Köy Enstitüleri’nde kooperatifçilik

featured
service
Paylaş

Bu Yazıyı Paylaş

veya linki kopyala

    Köy Enstitüleri, kuruluşunun üzerinden 81 yıl geçmesine karşın hâlâ eğitim gündemimizdedir. Kooperatifçilik alanında çok değerli örnekler yaşanmıştır. Kurulduğu bölgenin ekonomik hayatına kooperatifi aracılığıyla canlılık katmıştır. Hatta yer yer aracı-tefeci kesimi ortadan kaldırmış ve bu nedenle de düşman kazanmıştır. Bu düşmanlar çevrenin, bölgenin aracısı, tefecisidir ki bunlar ileride enstitülerin kapatılmasında ön safta yer almışlardır denilebilir…

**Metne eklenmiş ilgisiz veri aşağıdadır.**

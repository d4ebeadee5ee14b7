//! Error types for the rdesk viewer.
//!
//! Fallible operations outside the window controller (config I/O, payload
//! encoding, host window creation, event publication) return
//! `Result<T, RdeskError>`. Broken controller preconditions are panics,
//! not variants of this type.

use thiserror::Error;

/// The canonical error type for rdesk.
#[derive(Debug, Error)]
pub enum RdeskError {
    // ── Configuration ────────────────────────────────────────────
    /// A configuration value could not be used.
    #[error("invalid config: {0}")]
    InvalidConfig(String),

    /// A numeric value did not map to any known enum variant.
    #[error("unknown {type_name} discriminant: {value:#x}")]
    UnknownVariant { type_name: &'static str, value: u64 },

    // ── Serialization ────────────────────────────────────────────
    /// Encoding or decoding of an event payload failed.
    #[error("encoding error: {0}")]
    Encoding(String),

    // ── Host window ──────────────────────────────────────────────
    /// The native window could not be created or driven.
    #[error("window error: {0}")]
    Window(String),

    // ── Plumbing ─────────────────────────────────────────────────
    /// The outbound event channel was closed by the transport side.
    #[error("channel closed")]
    ChannelClosed,

    /// File or stream I/O failed.
    #[error("i/o error: {0}")]
    Io(#[from] std::io::Error),
}

// ── Convenient From implementations ──────────────────────────────

impl<T> From<tokio::sync::mpsc::error::SendError<T>> for RdeskError {
    fn from(_: tokio::sync::mpsc::error::SendError<T>) -> Self {
        RdeskError::ChannelClosed
    }
}

impl From<Box<bincode::ErrorKind>> for RdeskError {
    fn from(e: Box<bincode::ErrorKind>) -> Self {
        RdeskError::Encoding(e.to_string())
    }
}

     Köy Enstitüleri’ne “1939’da çıkarılan 3704 sayılı Köy Eğitmen Kursları ile Köy Öğretmen Okullarının (Köy Enstitülerinin) İdaresine Dair Kanun ile döner sermaye verilerek birçok mal ve hizmeti kendilerinin üretmeleri, alıp satmaları sağlanmıştır. Ayrıca 1942’de çıkarılan 4274 sayılı Köy Okulları ve Enstitüleri Teşkilat Kanunu’na göre köy enstitülerinde ve köy okullarında bulunan öğretmen, eğitmen ve öğrencilerle köy halkına hizmet veren, bakanlığın denetiminde “üretim ve tüketim kooperatifi” ve bunların birlikleri de kurulabiliyordu (m.62)”(1).

   İlk örnek Malatya’dan. “Malatya-Akçadağ Köy Enstitüsü Kooperatifi’nin 1946’da 131 köylü ortağı bulunmaktaydı(2).

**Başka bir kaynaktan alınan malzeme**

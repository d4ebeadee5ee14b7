//! Window-fit state machine: windowed, maximized, fullscreen.
//!
//! ```text
//!                 autosize (fits)            autosize (too big)
//!   Windowed ◄─────────────────────┐  ┌──────────────────────► Maximized
//!      │  ▲                        └──┘                          │  ▲
//!      │  └──── leave (flag clear) ── Fullscreen ── leave (flag set) ─┘
//!      └────────── enter ──────────►    ▲    ◄────── enter ──────┘
//! ```
//!
//! Maximized and Fullscreen are sticky: a new remote frame size does not
//! resize the window until the user leaves those modes.

use rdesk_core::{Point, Rect, Size};
use tracing::debug;

use crate::ports::GeometryPort;

/// Window geometry mode.
#[derive(Debug, Clone, Copy, PartialEq, Eq, Default)]
pub enum WindowMode {
    #[default]
    Windowed,
    Maximized,
    Fullscreen,
}

/// Where autosize wants the window.
#[derive(Debug, Clone, Copy, PartialEq, Eq)]
pub enum Placement {
    /// Outer origin plus client size.
    Windowed(Rect),
    Maximized,
}

/// Compute the autosize placement for a frame on a screen work area.
///
/// The frame fits when frame plus decoration is strictly smaller than the
/// work area on both axes; the window is then centred by its outer size.
pub fn placement(frame: Size, decoration: Size, available: Rect) -> Placement {
    let outer = frame.grow(decoration);
    if outer.width < available.width && outer.height < available.height {
        let origin = Point::new(
            available.x + (available.width / 2 - outer.width / 2),
            available.y + (available.height / 2 - outer.height / 2),
        );
        Placement::Windowed(Rect::from_parts(origin, frame))
    } else {
        Placement::Maximized
    }
}

/// Current mode plus what to restore when fullscreen ends.
#[derive(Debug, Default)]
pub struct WindowFit {
    mode: WindowMode,
    /// Only meaningful while `mode == Fullscreen`.
    pre_fullscreen_was_maximized: bool,
    /// Where the normal window was when fullscreen began from Windowed.
    restore_rect: Option<Rect>,
}

impl WindowFit {
    pub fn new() -> Self {
        Self::default()
    }

    pub fn mode(&self) -> WindowMode {
        self.mode
    }

    /// Whether a frame-size change may resize the window.
    pub fn allows_autosize(&self) -> bool {
        self.mode == WindowMode::Windowed
    }

    /// Any → Fullscreen. No-op when already fullscreen.
    pub fn enter_fullscreen(&mut self, port: &mut dyn GeometryPort) {
        if self.mode == WindowMode::Fullscreen {
            return;
        }
        self.pre_fullscreen_was_maximized = self.mode == WindowMode::Maximized;
        self.restore_rect = match self.mode {
            WindowMode::Windowed => Some(port.normal_rect()),
            _ => None,
        };
        self.mode = WindowMode::Fullscreen;
        debug!(
            restore_maximized = self.pre_fullscreen_was_maximized,
            "entering fullscreen"
        );
        port.enter_fullscreen();
    }

    /// Fullscreen → the mode it was entered from. No-op otherwise.
    pub fn leave_fullscreen(&mut self, port: &mut dyn GeometryPort) {
        if self.mode != WindowMode::Fullscreen {
            return;
        }
        if std::mem::take(&mut self.pre_fullscreen_was_maximized) {
            self.mode = WindowMode::Maximized;
            port.enter_maximized();
        } else {
            self.mode = WindowMode::Windowed;
            let rect = self
                .restore_rect
                .take()
                .unwrap_or_else(|| port.normal_rect());
            port.enter_windowed(rect);
        }
        debug!(mode = ?self.mode, "left fullscreen");
    }

    /// Fit the window to `frame`, unless the current mode is sticky.
    ///
    /// Returns the placement applied, if any.
    pub fn autosize(&mut self, frame: Size, port: &mut dyn GeometryPort) -> Option<Placement> {
        if !self.allows_autosize() {
            return None;
        }
        Some(self.apply_fit(frame, port))
    }

    /// Explicit user request: release a sticky mode, then fit.
    pub fn autosize_now(&mut self, frame: Size, port: &mut dyn GeometryPort) -> Placement {
        self.pre_fullscreen_was_maximized = false;
        self.restore_rect = None;
        self.apply_fit(frame, port)
    }

    /// Record a mode change the window manager made on its own.
    pub fn sync(&mut self, mode: WindowMode) {
        if mode == self.mode {
            return;
        }
        self.pre_fullscreen_was_maximized =
            mode == WindowMode::Fullscreen && self.mode == WindowMode::Maximized;
        self.restore_rect = None;
        debug!(from = ?self.mode, to = ?mode, "window mode changed externally");
        self.mode = mode;
    }

    fn apply_fit(&mut self, frame: Size, port: &mut dyn GeometryPort) -> Placement {
        let fit = placement(frame, port.decoration(), port.available_area());
        match fit {
            Placement::Windowed(rect) => {
                self.mode = WindowMode::Windowed;
                port.enter_windowed(rect);
            }
            Placement::Maximized => {
                self.mode = WindowMode::Maximized;
                port.enter_maximized();
            }
        }
        debug!(?frame, placement = ?fit, "autosize");
        fit
    }
}

// ── Tests ────────────────────────────────────────────────────────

   İkinci örnek, Kayseri-Pazarören Köy Enstitüsü Kooperatifi. Kooperatif, “200-250 üye, 850 lira” ile “merdiven altındaki bir odada” kuruluyor.(3) Köylülerin katılımıyla “ortak sayısı 925’i, sermaye de 5500 lirayı”(4) buluyor. “Bir yıl içinde kooperatif, 54 BİN LİRALIK”(5) alış-veriş yapılacak büyüklüğe ulaşıyor. “Kayseri, Yozgat köylerinden hatta öğretmenlerinden 300-500 lira ile ortak olanlar bile oluyor. Sümerbank’ın satış sorumlusu oluyor.”(6)  Bu hızlı, yaygın ekonomik örgütlenmenin getirdiği büyüme ve gelişmeyi Enstitü Müdürü Şevket Gedikoğlu, şöyle anlatır: “İki yıl içinde yüz bin liraya yakın alışveriş yapan bir kooperatifin değil, yalnız öğrencilerinin yetişmesinde, eğitim ve öğretim konularının işlenişinde, birlik ve beraberlik ruhunun gelişmesinde, köylünün yetişmesinde, uyanmasında sağladığı yararlar, hiç de küçümsenmeyecek ölçüdedir.”(7) Sonuçta Pazarören Köy Enstitüsü Kooperatifi’nin kimleri doğal olarak karşısına aldığını da açıklar: “Elbette bu tip hizmet bakkalların, kontrolsüz kalan köşelerde aşırı kârla satış yaparak ucuza alarak çok kazanmak isteyenlerin hoşuna gitmez. Nitekim gitmedi de. Kooperatifin bu hızlı ve planlı gelişimi karşısında az güçlüklerle karşılanılmadı. Yerinde görülen güçlüklerden başka ileri basamaklara kadar ulaştırılan iftira ve yakınmaların iç yüzünü ve kökünü enstitüye bağlı olarak çalışan, köylüleri, öğrencileri, öğretmenleri, memurları yanında toplayan, hayatsal gereksinmelere, ciddi, ekonomik ve toplumsal sorunlara el atan, çözüm yolları gösteren kooperatifin başarılı çalışmalarında aramak gerek.”(8)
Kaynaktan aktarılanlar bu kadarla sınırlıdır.